Chapter 5 – Presenting Data with Charts

One of the most important things to consider when using charts in Excel is that they are intended to be used for communicating an idea to an audience. Your audience can be reading your charts in a written document or listening to you in a live presentation. In fact, Excel charts are often imported or pasted into Word documents or PowerPoint slides, which serve this very purpose of communicating ideas to an audience. Although there are no rules set in stone for using specific charts for certain data types, some chart types are designed to communicate certain messages better than others. This chapter explores numerous charts that can be used for a variety of purposes. In addition, we will examine formatting charts and using those charts in Word and PowerPoint documents.

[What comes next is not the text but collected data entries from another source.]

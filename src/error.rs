//! Error types for biometrics-qc

use thiserror::Error;

/// Errors that abort a run
///
/// Soft findings (validator issues, gate reasons) are never errors; they are
/// collected into reports instead.
#[derive(Debug, Error)]
pub enum QcError {
    #[error("I/O error: {0}")]
    Io(#[from] std::io::Error),

    #[error("Failed to read CSV: {0}")]
    Csv(#[from] csv::Error),

    #[error("Invalid JSON: {0}")]
    JsonError(#[from] serde_json::Error),

    #[error("{session}: missing required schema columns: {columns:?}")]
    MissingSchemaColumns {
        session: String,
        columns: Vec<String>,
    },

    #[error("{session}: schemaVersion must be {required}")]
    SchemaVersionMismatch { session: String, required: i64 },

    #[error("No windows built (no auth_windows.csv found)")]
    NoWindows,

    #[error("Columnar writer unavailable: {0}")]
    ColumnarUnavailable(String),

    #[error("No output written: columnar writer unavailable and no fallback format requested")]
    NoOutputWritten,

    #[error("Dataset error: {0}")]
    DatasetError(String),

    #[cfg(feature = "parquet")]
    #[error("Parquet error: {0}")]
    Parquet(#[from] parquet::errors::ParquetError),

    #[cfg(feature = "parquet")]
    #[error("Arrow error: {0}")]
    Arrow(#[from] arrow_schema::ArrowError),
}
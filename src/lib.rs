//! Biometrics QC - Quality control and dataset building for behavioural-biometrics sessions
//!
//! Raw sessions are exported as one directory per session holding an
//! `auth_windows.csv` (one row per 30 s window) and an `events.csv` (one row
//! per input event). This crate turns those exports into:
//!
//! - **Prelaunch validation**: per-session schema, timing and volume checks
//! - **QC summary**: presence, missingness and a PASS/WARN/FAIL verdict
//! - **Windows dataset**: one typed, sorted table of windows with per-session
//!   fatigue slopes, written as Parquet (and optionally CSV)
//! - **Sanity check**: a quick look at a single window table

pub mod coerce;
pub mod config;
pub mod dataset;
pub mod error;
pub mod gate;
pub mod pipeline;
pub mod presence;
pub mod report;
pub mod schema;
pub mod session;
pub mod slope;
pub mod table;
pub mod types;

pub use config::{DatasetConfig, DatasetOutput, PrelaunchConfig, QcConfig};
pub use dataset::WindowDataset;
pub use error::QcError;
pub use pipeline::{
    build_windows_dataset, run_prelaunch_validation, run_qc, run_sanity_check, write_windows_dataset,
};
pub use report::{PrelaunchReport, QcSummary, Report, SanityReport};
pub use types::Verdict;

/// Version embedded in every report
pub const QC_VERSION: &str = env!("CARGO_PKG_VERSION");

/// Producer name for report provenance
pub const PRODUCER_NAME: &str = "biometrics-qc";
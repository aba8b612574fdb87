use crate::gate::{percent, GateOutcome};
use crate::presence::MissingnessReport;
use crate::report::{generated_at_utc, Report};
use crate::types::{ReportProducer, Verdict};
use serde::Serialize;
use std::collections::BTreeMap;

/// Fail reason when the raw directory holds no window tables at all
pub const NO_WINDOW_FILES_REASON: &str = "No auth_windows.csv files found.";

/// QC summary of a raw sessions directory
#[derive(Debug, Clone, PartialEq, Serialize)]
pub struct QcSummary {
    pub generated_at_utc: String,
    pub producer: ReportProducer,
    pub raw_sessions_dir: String,
    pub auth_windows_files_found: usize,
    pub participants_count: usize,
    pub sessions_count: usize,
    pub total_windows: usize,
    pub windows_per_session: BTreeMap<String, usize>,
    pub typing_presence: f64,
    pub tapping_presence: f64,
    pub typing_presence_source: String,
    pub tapping_presence_source: String,
    pub missingness_core: MissingnessReport,
    pub strict: bool,
    pub verdict: Verdict,
    pub fail_reasons: Vec<String>,
    pub warn_reasons: Vec<String>,
}

/// Measured part of a QC summary
#[derive(Debug, Clone, PartialEq)]
pub struct QcMeasurements {
    pub files_found: usize,
    pub participants: usize,
    pub sessions: usize,
    pub total_windows: usize,
    pub windows_per_session: BTreeMap<String, usize>,
    pub typing_presence: f64,
    pub tapping_presence: f64,
    pub typing_source: String,
    pub tapping_source: String,
    pub missingness_core: MissingnessReport,
}

impl QcSummary {
    pub fn new(raw_sessions_dir: &str, measured: QcMeasurements, outcome: GateOutcome, strict: bool) -> Self {
        Self {
            generated_at_utc: generated_at_utc(),
            producer: ReportProducer::new(),
            raw_sessions_dir: raw_sessions_dir.to_string(),
            auth_windows_files_found: measured.files_found,
            participants_count: measured.participants,
            sessions_count: measured.sessions,
            total_windows: measured.total_windows,
            windows_per_session: measured.windows_per_session,
            typing_presence: measured.typing_presence,
            tapping_presence: measured.tapping_presence,
            typing_presence_source: measured.typing_source,
            tapping_presence_source: measured.tapping_source,
            missingness_core: measured.missingness_core,
            strict,
            verdict: outcome.verdict,
            fail_reasons: outcome.fail_reasons,
            warn_reasons: outcome.warn_reasons,
        }
    }

    /// Summary of a directory without any window table
    pub fn empty(raw_sessions_dir: &str, core_features: &[String], strict: bool) -> Self {
        let measured = QcMeasurements {
            files_found: 0,
            participants: 0,
            sessions: 0,
            total_windows: 0,
            windows_per_session: BTreeMap::new(),
            typing_presence: 0.0,
            tapping_presence: 0.0,
            typing_source: crate::presence::NO_PRESENCE_SOURCE.to_string(),
            tapping_source: crate::presence::NO_PRESENCE_SOURCE.to_string(),
            missingness_core: MissingnessReport::all_absent(core_features),
        };
        let outcome = GateOutcome {
            verdict: Verdict::Fail,
            fail_reasons: vec![NO_WINDOW_FILES_REASON.to_string()],
            warn_reasons: Vec::new(),
        };
        Self::new(raw_sessions_dir, measured, outcome, strict)
    }
}

impl Report for QcSummary {
    fn to_markdown(&self) -> String {
        let mut lines = vec![
            "# QC Summary".to_string(),
            String::new(),
            format!("- **Generated:** {}", self.generated_at_utc),
            format!("- **Verdict:** **{}**", self.verdict),
            String::new(),
            "## Counts".to_string(),
            format!("- Participants: **{}**", self.participants_count),
            format!("- Sessions: **{}**", self.sessions_count),
            format!("- Total windows: **{}**", self.total_windows),
            String::new(),
            "## Presence".to_string(),
            format!("- % windows with typing: **{}**", percent(self.typing_presence)),
            format!("- % windows with tapping: **{}**", percent(self.tapping_presence)),
            String::new(),
        ];

        for (title, reasons) in [
            ("## Fail reasons", &self.fail_reasons),
            ("## Warn reasons", &self.warn_reasons),
        ] {
            if !reasons.is_empty() {
                lines.push(title.to_string());
                lines.extend(reasons.iter().map(|r| format!("- {}", r)));
                lines.push(String::new());
            }
        }

        lines.push("## Missingness (core features)".to_string());
        lines.push(String::new());
        for (column, info) in self.missingness_core.iter() {
            let present = if info.is_present() { "present" } else { "MISSING COLUMN" };
            lines.push(format!(
                "- `{}`: {}, missing={}",
                column,
                present,
                percent(info.missing_frac)
            ));
        }
        lines.push(String::new());

        lines.join("\n")
    }
}

#[cfg(test)]
mod tests {
    use super::*;

    fn core() -> Vec<String> {
        vec!["participantId".to_string(), "tap_rt_mean".to_string()]
    }

    #[test]
    fn test_empty_summary() {
        let summary = QcSummary::empty("data/raw/sessions", &core(), false);
        assert_eq!(summary.verdict, Verdict::Fail);
        assert_eq!(summary.fail_reasons, vec![NO_WINDOW_FILES_REASON]);
        assert_eq!(summary.typing_presence_source, "none");

        let json: serde_json::Value = serde_json::from_str(&summary.to_json().unwrap()).unwrap();
        assert_eq!(json["verdict"], "FAIL");
        assert_eq!(json["missingness_core"]["tap_rt_mean"]["present_in_schema"], 0);
        assert_eq!(json["producer"]["name"], crate::PRODUCER_NAME);
    }

    #[test]
    fn test_markdown_sections() {
        let summary = QcSummary::empty("raw", &core(), false);
        let md = summary.to_markdown();
        assert!(md.starts_with("# QC Summary\n"));
        assert!(md.contains("- **Verdict:** **FAIL**"));
        assert!(md.contains("- % windows with typing: **0.0%**"));
        assert!(md.contains("## Fail reasons\n- No auth_windows.csv files found.\n"));
        assert!(!md.contains("## Warn reasons"));
        assert!(md.contains("- `tap_rt_mean`: MISSING COLUMN, missing=100.0%"));
    }
}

The human mind can interpret numbers (and especially larger data sets) easier that are accompanied by images that show trends and relationships that may be present in the data. The principles of data visualization, the way to present a combination of text and numbers in some type of image format go back centuries. Some of the oldest charts created in the early 19th century. William Playfair’s pie charts and Florence Nightingale’s diagrams were revolutionary means of representing numbers to tell a story. One of the highest impact data visualizations was created by Charles Minard, a French civil engineer in 1845 who made a map of Napoleon’s invasion of Russia.  (Read more about his map on Edward Tufte’s website.)

Minard: Napoleon’s March on Russia. Image source: Wikipedia.

“Edward Tufte is best known for his trilogy of self-published books on analytical design: The Visual Display of Quantitative Information (1983, 2001), Envisioning Information (1990) and Visual Explanations (1997). Each offers practical advice on aspects of data display and provides a spectacular array of historic and contemporary examples. Regarded as the primary authority on the presentation of information by designers, information architects, engineers, and scientists, Tufte’s work has also generated a strong mainstream interest. One million copies of these books are in print. (AIGA.org)”

Tufte on “chartjunk”

Read the following article by James Surowiecki about How Edward Tufte led Bose out of the land of chartjunk.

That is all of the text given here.